━━━━━ RECORDS

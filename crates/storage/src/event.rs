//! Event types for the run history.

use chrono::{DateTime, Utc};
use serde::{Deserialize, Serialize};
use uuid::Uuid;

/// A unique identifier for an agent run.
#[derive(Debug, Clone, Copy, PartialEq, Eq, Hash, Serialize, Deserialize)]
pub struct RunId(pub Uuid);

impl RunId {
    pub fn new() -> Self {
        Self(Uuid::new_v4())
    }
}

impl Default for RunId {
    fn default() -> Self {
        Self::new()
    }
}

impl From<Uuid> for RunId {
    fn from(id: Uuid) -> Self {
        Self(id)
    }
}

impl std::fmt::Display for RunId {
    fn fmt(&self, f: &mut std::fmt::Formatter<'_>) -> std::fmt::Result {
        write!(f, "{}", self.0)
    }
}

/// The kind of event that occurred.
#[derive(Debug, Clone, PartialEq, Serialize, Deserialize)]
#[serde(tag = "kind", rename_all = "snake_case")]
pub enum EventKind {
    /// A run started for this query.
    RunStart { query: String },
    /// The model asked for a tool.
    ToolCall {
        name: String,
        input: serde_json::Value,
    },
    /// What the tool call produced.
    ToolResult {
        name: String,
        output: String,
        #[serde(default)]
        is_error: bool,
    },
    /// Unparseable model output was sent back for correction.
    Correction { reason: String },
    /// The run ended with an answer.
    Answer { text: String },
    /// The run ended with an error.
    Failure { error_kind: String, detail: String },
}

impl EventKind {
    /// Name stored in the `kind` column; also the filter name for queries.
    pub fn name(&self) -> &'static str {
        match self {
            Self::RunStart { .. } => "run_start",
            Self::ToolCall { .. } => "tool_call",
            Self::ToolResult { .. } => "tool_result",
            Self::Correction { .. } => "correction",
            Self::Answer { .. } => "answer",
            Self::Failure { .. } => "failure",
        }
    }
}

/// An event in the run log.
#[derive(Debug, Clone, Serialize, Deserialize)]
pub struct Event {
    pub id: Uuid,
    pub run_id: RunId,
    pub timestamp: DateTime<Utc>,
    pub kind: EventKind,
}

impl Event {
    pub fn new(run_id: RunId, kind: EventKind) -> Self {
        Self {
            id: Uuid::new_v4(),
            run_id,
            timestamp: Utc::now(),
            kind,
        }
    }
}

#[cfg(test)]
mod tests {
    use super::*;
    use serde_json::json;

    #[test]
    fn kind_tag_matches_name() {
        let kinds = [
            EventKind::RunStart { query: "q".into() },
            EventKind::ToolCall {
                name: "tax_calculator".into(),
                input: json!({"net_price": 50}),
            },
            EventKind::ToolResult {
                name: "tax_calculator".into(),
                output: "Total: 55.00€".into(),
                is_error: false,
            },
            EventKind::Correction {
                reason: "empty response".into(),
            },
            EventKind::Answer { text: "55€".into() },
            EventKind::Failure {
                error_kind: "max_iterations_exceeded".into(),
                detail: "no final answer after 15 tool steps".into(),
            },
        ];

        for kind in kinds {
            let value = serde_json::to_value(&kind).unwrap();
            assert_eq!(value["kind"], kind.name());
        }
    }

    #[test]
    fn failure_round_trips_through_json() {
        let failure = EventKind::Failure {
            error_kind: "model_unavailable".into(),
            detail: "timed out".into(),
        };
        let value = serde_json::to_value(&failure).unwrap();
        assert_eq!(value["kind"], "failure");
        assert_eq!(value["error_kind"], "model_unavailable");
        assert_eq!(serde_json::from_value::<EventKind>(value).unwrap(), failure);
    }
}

━━━━━━━━━━
━━━━━ RECORDS

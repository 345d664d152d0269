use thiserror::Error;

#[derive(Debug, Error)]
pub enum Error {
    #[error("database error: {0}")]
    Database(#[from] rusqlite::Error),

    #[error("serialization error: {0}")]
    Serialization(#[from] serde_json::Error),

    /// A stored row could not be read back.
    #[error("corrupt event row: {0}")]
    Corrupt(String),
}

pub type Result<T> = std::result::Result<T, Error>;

━━━━━━━━━━

■ ASSIGNMENT ■
Within the material above, the line with "pub enum Error" opens the range and the line with "pub type Result<T>" closes it; reproduce that range word for word.

■ ANSWER TO THIS PROBLEM ■
pub enum Error {
    #[error("database error: {0}")]
    Database(#[from] rusqlite::Error),

    #[error("serialization error: {0}")]
    Serialization(#[from] serde_json::Error),

    /// A stored row could not be read back.
    #[error("corrupt event row: {0}")]
    Corrupt(String),
}

pub type Result<T> = std::result::Result<T, Error>;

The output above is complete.